━━━ AVAILABLE DATA ━━━

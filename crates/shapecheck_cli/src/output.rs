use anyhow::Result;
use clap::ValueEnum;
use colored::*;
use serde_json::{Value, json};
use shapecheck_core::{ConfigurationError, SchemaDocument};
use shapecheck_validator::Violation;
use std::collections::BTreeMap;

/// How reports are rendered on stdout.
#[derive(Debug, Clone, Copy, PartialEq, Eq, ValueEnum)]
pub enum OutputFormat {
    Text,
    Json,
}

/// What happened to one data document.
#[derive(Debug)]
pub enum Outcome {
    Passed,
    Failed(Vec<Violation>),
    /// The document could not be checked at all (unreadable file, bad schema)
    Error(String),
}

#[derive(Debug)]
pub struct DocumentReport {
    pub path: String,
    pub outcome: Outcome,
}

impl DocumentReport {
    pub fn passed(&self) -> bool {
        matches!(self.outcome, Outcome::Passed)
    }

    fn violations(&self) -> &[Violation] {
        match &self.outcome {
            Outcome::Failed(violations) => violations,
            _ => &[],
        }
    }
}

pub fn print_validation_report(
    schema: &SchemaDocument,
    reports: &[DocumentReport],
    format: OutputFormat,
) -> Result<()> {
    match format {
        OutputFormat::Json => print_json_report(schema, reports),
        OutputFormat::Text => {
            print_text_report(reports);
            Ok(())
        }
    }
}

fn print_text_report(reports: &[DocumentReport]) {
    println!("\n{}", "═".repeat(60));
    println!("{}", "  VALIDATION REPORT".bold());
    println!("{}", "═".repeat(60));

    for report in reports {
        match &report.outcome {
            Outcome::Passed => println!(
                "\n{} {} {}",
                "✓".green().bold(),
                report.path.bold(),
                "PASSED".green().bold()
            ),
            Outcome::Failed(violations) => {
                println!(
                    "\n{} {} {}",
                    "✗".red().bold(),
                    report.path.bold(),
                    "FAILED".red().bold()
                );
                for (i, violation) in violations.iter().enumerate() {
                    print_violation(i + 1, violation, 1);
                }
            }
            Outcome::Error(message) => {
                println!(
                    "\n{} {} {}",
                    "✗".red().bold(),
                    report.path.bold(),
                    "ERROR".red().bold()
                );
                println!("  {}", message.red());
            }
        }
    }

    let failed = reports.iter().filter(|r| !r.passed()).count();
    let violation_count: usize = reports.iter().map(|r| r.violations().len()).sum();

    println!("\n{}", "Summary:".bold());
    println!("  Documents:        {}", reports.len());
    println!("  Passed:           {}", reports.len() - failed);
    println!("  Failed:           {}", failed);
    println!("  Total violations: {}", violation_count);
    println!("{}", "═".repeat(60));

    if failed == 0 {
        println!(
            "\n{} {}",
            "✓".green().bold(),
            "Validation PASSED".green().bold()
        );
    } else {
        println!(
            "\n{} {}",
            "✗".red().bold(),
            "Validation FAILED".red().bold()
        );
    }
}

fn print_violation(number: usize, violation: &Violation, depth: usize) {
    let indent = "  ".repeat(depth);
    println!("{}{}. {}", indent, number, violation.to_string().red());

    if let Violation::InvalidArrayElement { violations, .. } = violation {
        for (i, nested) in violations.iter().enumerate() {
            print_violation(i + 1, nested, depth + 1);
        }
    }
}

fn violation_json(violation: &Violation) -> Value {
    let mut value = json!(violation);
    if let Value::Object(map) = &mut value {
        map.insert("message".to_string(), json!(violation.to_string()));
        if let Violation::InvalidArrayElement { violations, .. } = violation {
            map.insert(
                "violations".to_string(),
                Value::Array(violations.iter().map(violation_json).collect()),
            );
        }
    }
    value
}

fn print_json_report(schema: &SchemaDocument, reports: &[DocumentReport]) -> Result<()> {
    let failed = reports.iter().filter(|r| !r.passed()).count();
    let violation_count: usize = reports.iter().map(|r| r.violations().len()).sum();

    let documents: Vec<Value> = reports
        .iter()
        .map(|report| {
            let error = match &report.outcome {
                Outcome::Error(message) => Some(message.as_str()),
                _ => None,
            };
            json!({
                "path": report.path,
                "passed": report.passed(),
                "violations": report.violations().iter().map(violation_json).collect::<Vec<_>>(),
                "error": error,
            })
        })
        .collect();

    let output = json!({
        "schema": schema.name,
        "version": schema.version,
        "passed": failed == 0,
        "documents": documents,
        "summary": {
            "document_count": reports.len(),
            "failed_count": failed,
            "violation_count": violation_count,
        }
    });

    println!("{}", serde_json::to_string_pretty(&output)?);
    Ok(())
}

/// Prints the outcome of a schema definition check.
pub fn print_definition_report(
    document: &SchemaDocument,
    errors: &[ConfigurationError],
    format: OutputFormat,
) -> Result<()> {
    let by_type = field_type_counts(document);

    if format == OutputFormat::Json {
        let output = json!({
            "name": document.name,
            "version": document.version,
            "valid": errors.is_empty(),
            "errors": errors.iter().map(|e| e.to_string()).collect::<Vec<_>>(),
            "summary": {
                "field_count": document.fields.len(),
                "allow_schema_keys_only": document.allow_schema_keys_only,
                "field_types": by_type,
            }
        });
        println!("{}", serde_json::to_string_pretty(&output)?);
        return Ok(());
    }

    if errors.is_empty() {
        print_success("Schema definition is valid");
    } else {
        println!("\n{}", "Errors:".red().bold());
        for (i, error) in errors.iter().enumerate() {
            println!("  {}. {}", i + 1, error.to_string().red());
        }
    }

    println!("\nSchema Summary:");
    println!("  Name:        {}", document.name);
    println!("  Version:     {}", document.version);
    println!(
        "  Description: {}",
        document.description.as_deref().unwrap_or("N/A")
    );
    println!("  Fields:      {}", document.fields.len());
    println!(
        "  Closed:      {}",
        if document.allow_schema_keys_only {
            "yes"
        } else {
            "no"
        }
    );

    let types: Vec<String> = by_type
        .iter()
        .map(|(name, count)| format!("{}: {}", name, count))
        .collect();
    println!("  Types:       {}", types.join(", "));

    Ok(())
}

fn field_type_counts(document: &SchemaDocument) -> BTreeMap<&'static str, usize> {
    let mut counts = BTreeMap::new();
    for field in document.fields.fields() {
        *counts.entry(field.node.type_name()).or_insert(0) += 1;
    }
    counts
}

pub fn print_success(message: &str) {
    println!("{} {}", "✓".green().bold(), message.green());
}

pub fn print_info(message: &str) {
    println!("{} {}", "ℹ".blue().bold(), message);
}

━━━
━━━ AVAILABLE DATA ━━━

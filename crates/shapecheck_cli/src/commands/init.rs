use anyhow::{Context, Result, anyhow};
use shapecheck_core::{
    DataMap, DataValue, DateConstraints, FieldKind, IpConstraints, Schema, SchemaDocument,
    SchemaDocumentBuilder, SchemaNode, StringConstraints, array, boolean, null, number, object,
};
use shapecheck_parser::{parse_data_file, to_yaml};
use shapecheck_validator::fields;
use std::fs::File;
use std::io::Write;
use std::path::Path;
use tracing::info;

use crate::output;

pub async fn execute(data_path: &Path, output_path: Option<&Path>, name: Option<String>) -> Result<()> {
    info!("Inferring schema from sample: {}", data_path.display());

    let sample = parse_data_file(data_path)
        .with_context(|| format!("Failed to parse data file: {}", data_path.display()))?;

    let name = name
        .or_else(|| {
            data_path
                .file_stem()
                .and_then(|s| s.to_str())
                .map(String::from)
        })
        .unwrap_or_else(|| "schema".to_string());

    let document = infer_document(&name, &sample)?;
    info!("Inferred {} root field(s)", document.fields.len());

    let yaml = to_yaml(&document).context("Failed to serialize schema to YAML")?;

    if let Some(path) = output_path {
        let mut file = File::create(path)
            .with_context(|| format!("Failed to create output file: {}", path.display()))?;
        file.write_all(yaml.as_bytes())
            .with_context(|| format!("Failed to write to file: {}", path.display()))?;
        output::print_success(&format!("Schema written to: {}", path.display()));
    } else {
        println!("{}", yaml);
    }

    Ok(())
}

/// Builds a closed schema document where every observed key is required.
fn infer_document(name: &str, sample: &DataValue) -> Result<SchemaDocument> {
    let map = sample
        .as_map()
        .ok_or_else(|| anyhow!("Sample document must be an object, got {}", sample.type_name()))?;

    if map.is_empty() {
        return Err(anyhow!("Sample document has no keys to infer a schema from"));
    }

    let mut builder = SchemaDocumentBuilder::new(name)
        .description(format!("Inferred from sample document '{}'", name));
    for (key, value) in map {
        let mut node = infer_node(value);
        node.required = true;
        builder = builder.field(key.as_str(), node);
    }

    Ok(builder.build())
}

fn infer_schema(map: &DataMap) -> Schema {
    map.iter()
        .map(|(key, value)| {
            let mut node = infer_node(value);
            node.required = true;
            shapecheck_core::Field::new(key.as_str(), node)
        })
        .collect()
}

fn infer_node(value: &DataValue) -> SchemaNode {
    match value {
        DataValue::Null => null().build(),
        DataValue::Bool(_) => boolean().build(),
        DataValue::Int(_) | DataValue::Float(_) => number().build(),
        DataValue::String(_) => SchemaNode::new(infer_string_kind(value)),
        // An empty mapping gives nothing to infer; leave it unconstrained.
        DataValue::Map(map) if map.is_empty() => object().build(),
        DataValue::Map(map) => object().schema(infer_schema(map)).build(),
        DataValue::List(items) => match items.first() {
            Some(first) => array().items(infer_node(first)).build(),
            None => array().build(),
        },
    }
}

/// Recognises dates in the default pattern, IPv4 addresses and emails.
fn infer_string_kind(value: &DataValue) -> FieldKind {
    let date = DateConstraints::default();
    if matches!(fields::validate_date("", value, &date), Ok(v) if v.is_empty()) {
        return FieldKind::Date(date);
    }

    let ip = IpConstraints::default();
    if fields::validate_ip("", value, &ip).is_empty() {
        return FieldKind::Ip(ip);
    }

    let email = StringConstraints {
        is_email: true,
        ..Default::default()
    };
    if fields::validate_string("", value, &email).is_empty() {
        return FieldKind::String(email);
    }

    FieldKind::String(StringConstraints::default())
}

━━━

Reproduce exactly the stretch of the material above that starts at the line with "schema definition check." and ends at the line with "let by_type = field_type_counts(document);", both included, and nothing else.

/// Prints the outcome of a schema definition check.
pub fn print_definition_report(
    document: &SchemaDocument,
    errors: &[ConfigurationError],
    format: OutputFormat,
) -> Result<()> {
    let by_type = field_type_counts(document);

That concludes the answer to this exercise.